Story By Bjorn Jansen
The 200m sprint is more than just raw speed; it blends power, precision, and efficiency. Unlike the 100m, where you run in a straight line, the 200m demands mastery of the curve. The ability to maintain speed while navigating the bend is what separates good sprinters from great ones.
World champion Noah Lyles, one of the fastest curve runners in history, has repeatedly emphasised the importance of body positioning, controlled aggression, and relaxation when attacking the turn. At SpeedPro, we break down the essential techniques to help you dominate the curve and maximise your performance.
Why the 200m Curve Matters
The curve accounts for half of your 200-meter race. Run it well and set yourself up for a strong finish. Run it poorly, and you'll lose momentum before the home straight. The goal is to accelerate efficiently while maintaining control and rhythm, ensuring you exit the bend with maximum speed and minimal energy loss.
1. Body Positioning: Middle of the Lane and Drive
Noah Lyles often emphasises the importance of the drive phase in the first 20m and how positioning yourself in the middle of the lane improves efficiency on the curve. Running too close to the inside line can cause you to lose balance while drifting wide forces extra movement that slows you down, and you are running further than your competitors.
Key Technique:
- From the start, focus on keeping your body centred in the middle of the lane.
- Drive aggressively over the first 20m, maintaining a forward lean as you accelerate.
- Around 30m, transition into a tall sprinting posture, staying controlled through the curve, keeping in the middle of the lane.
- Avoid unnecessary side-to-side movement, which disrupts rhythm and reduces speed.
Drill to Improve:
- Curve Runs (4 x 120m) – Focus on running consistently in the middle of the lane, maintaining efficient stride length and mechanics throughout the turn.
2. Hip Placement and Stride Mechanics
Hip placement is crucial for maintaining speed through the curve. Noah Lyles emphasises the importance of adjusting your hips from around 60m to parallel to the track, allowing you to carry momentum efficiently into the straight.
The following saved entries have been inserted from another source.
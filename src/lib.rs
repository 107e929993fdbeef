//! Metropolis Monte Carlo for the two-dimensional Ising model
//!
//! `lattice` owns the spins and the energy bookkeeping, `montecarlo` drives
//! the Metropolis loop, records time series and writes the data files.

pub use lattice;
pub use montecarlo;

pub use lattice::{ConfigError, Histogram, LatticeSnapshot, Parameters, Spin, SpinState, Spinsystem};
pub use montecarlo::{Averages, MonteCarloHost, RunControl, RunOutcome, SnapshotSlot};
//! Cooperative run control shared between a worker and its controller
//!
//! A `RunControl` is cloned into the controlling thread while the worker
//! runs the Metropolis loop. The loop checks it once per step, so a pause or
//! abort always lands between two complete moves.

use lattice::LatticeSnapshot;
use std::sync::atomic::{AtomicBool, AtomicU64, AtomicU8, Ordering};
use std::sync::{Arc, Mutex, PoisonError};

const PROCEED: u8 = 0;
const PAUSE: u8 = 1;
const ABORT: u8 = 2;

/// Why a run stopped before completing its steps
#[derive(Debug, Clone, Copy, PartialEq, Eq)]
pub enum Interrupt {
    Paused,
    Aborted,
}

/// Steps actually performed by a run and the interrupt that ended it early
#[derive(Debug, Clone, Copy, PartialEq, Eq, Default)]
pub struct RunOutcome {
    pub steps: u64,
    pub interrupt: Option<Interrupt>,
}

impl RunOutcome {
    pub fn completed(&self) -> bool {
        self.interrupt.is_none()
    }
}

/// Latest published lattice snapshot, replaced as a whole
#[derive(Debug, Clone, Default)]
pub struct SnapshotSlot {
    latest: Arc<Mutex<Option<LatticeSnapshot>>>,
}

impl SnapshotSlot {
    pub fn new() -> Self {
        Self::default()
    }

    pub fn publish(&self, snapshot: LatticeSnapshot) {
        *self.latest.lock().unwrap_or_else(PoisonError::into_inner) = Some(snapshot);
    }

    pub fn latest(&self) -> Option<LatticeSnapshot> {
        self.latest
            .lock()
            .unwrap_or_else(PoisonError::into_inner)
            .clone()
    }
}

#[derive(Debug, Default)]
struct ControlState {
    request: AtomicU8,
    running: AtomicBool,
    steps_done: AtomicU64,
}

#[derive(Debug, Clone, Default)]
pub struct RunControl {
    state: Arc<ControlState>,
    snapshots: Option<(SnapshotSlot, u64)>,
}

impl RunControl {
    pub fn new() -> Self {
        Self::default()
    }

    /// Publish a snapshot into `slot` every `interval` steps (0 disables).
    pub fn with_snapshots(mut self, slot: SnapshotSlot, interval: u64) -> Self {
        self.snapshots = (interval > 0).then_some((slot, interval));
        self
    }

    pub fn request_pause(&self) {
        self.state.request.store(PAUSE, Ordering::SeqCst);
    }

    /// An abort overrides a pending pause.
    pub fn request_abort(&self) {
        self.state.request.store(ABORT, Ordering::SeqCst);
    }

    /// Clear any pending pause or abort request.
    pub fn resume(&self) {
        self.state.request.store(PROCEED, Ordering::SeqCst);
    }

    pub fn interrupt(&self) -> Option<Interrupt> {
        match self.state.request.load(Ordering::SeqCst) {
            PAUSE => Some(Interrupt::Paused),
            ABORT => Some(Interrupt::Aborted),
            _ => None,
        }
    }

    pub fn is_running(&self) -> bool {
        self.state.running.load(Ordering::SeqCst)
    }

    /// Metropolis steps completed since creation or the last `reset_steps`
    pub fn steps_done(&self) -> u64 {
        self.state.steps_done.load(Ordering::Relaxed)
    }

    pub fn reset_steps(&self) {
        self.state.steps_done.store(0, Ordering::Relaxed);
    }

    pub(crate) fn set_running(&self, running: bool) {
        self.state.running.store(running, Ordering::SeqCst);
    }

    /// Count one finished step and publish a snapshot when one is due.
    pub(crate) fn record_step(&self, snapshot: impl FnOnce() -> LatticeSnapshot) {
        let done = self.state.steps_done.fetch_add(1, Ordering::Relaxed) + 1;
        if let Some((slot, interval)) = &self.snapshots {
            if done % interval == 0 {
                slot.publish(snapshot());
            }
        }
    }

    /// Publish unconditionally, e.g. at the end of a run.
    pub(crate) fn publish(&self, snapshot: impl FnOnce() -> LatticeSnapshot) {
        if let Some((slot, _)) = &self.snapshots {
            slot.publish(snapshot());
        }
    }
}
This subtle adjustment prevents unnecessary tension and ensures a smooth transition.
Key Techniques:
- Avoid leaning excessively into the bend; instead, focus on aligning your hips parallel to the track while keeping your position in the middle of the lane.
- At the 80m mark, more force is applied to the ground to prepare for a powerful exit from the curve.
- Keep your stride length consistent; overstriding can cause a loss of balance and disrupt momentum.
Drill to Improve:
- Lane Runs (3 x 150m in lane 3 or 4): Focus on running in the middle of the lane while maintaining controlled hip positioning and speed.
- Use cones along the lane's centre to reinforce proper hip alignment throughout the curve.
3. Upper Body Relaxation and Arm Action
Many sprinters tense up on the curve, but Noah Lyles is known for his effortless, fluid movement. The key is staying relaxed while maintaining power, allowing smooth acceleration without unnecessary tension.
Key Techniques:
- Keep your arms driving naturally and close to your body without crossing over.
- Relax your shoulders; tension slows you down and disrupts fluid movement.
- Avoid exaggerated arm movements, as overcompensation can reduce your rhythm and efficiency.
Drill to Improve:
- Curve Acceleration Drills (4 x 60m): Focus on maintaining powerful yet relaxed arm swings while driving through the bend, reinforcing efficient movement under speed.
4. Transitioning to the Straight
How you exit the bend is crucial to maintaining speed into the final 100m. Noah Lyles emphasises a smooth, controlled transition, gradually opening his stride to avoid any loss of momentum. A rushed or abrupt shift can disrupt your rhythm and slow you down.
Key Techniques:
- Stay patient—don't force a sudden change in posture. Let the transition happen naturally.
- Maintain a controlled, relaxed rhythm to carry speed efficiently onto the straight.
- Keep driving forward with power while staying relaxed, ensuring smooth mechanics.
- The last 20m is where races are won or lost—hold your form and stay composed.
Drill to Improve:
- 200m Split Runs (3 x 150m at race pace, followed by 50m relaxed sprint): This drill simulates race conditions, reinforcing an efficient curve-to-straight transition and helping you sustain speed to the finish.
Final Thoughts
Perfecting your curve technique is essential for any 200m sprinter. By adjusting your hip positioning, refining stride mechanics, staying relaxed, and executing a seamless transition onto the straight, you'll carry maximum speed through the bend and set yourself up for a strong finish.
At SpeedPro, we emphasise the small details that make a big difference. Train with precision, master the curve, and unlock your full potential over 200m.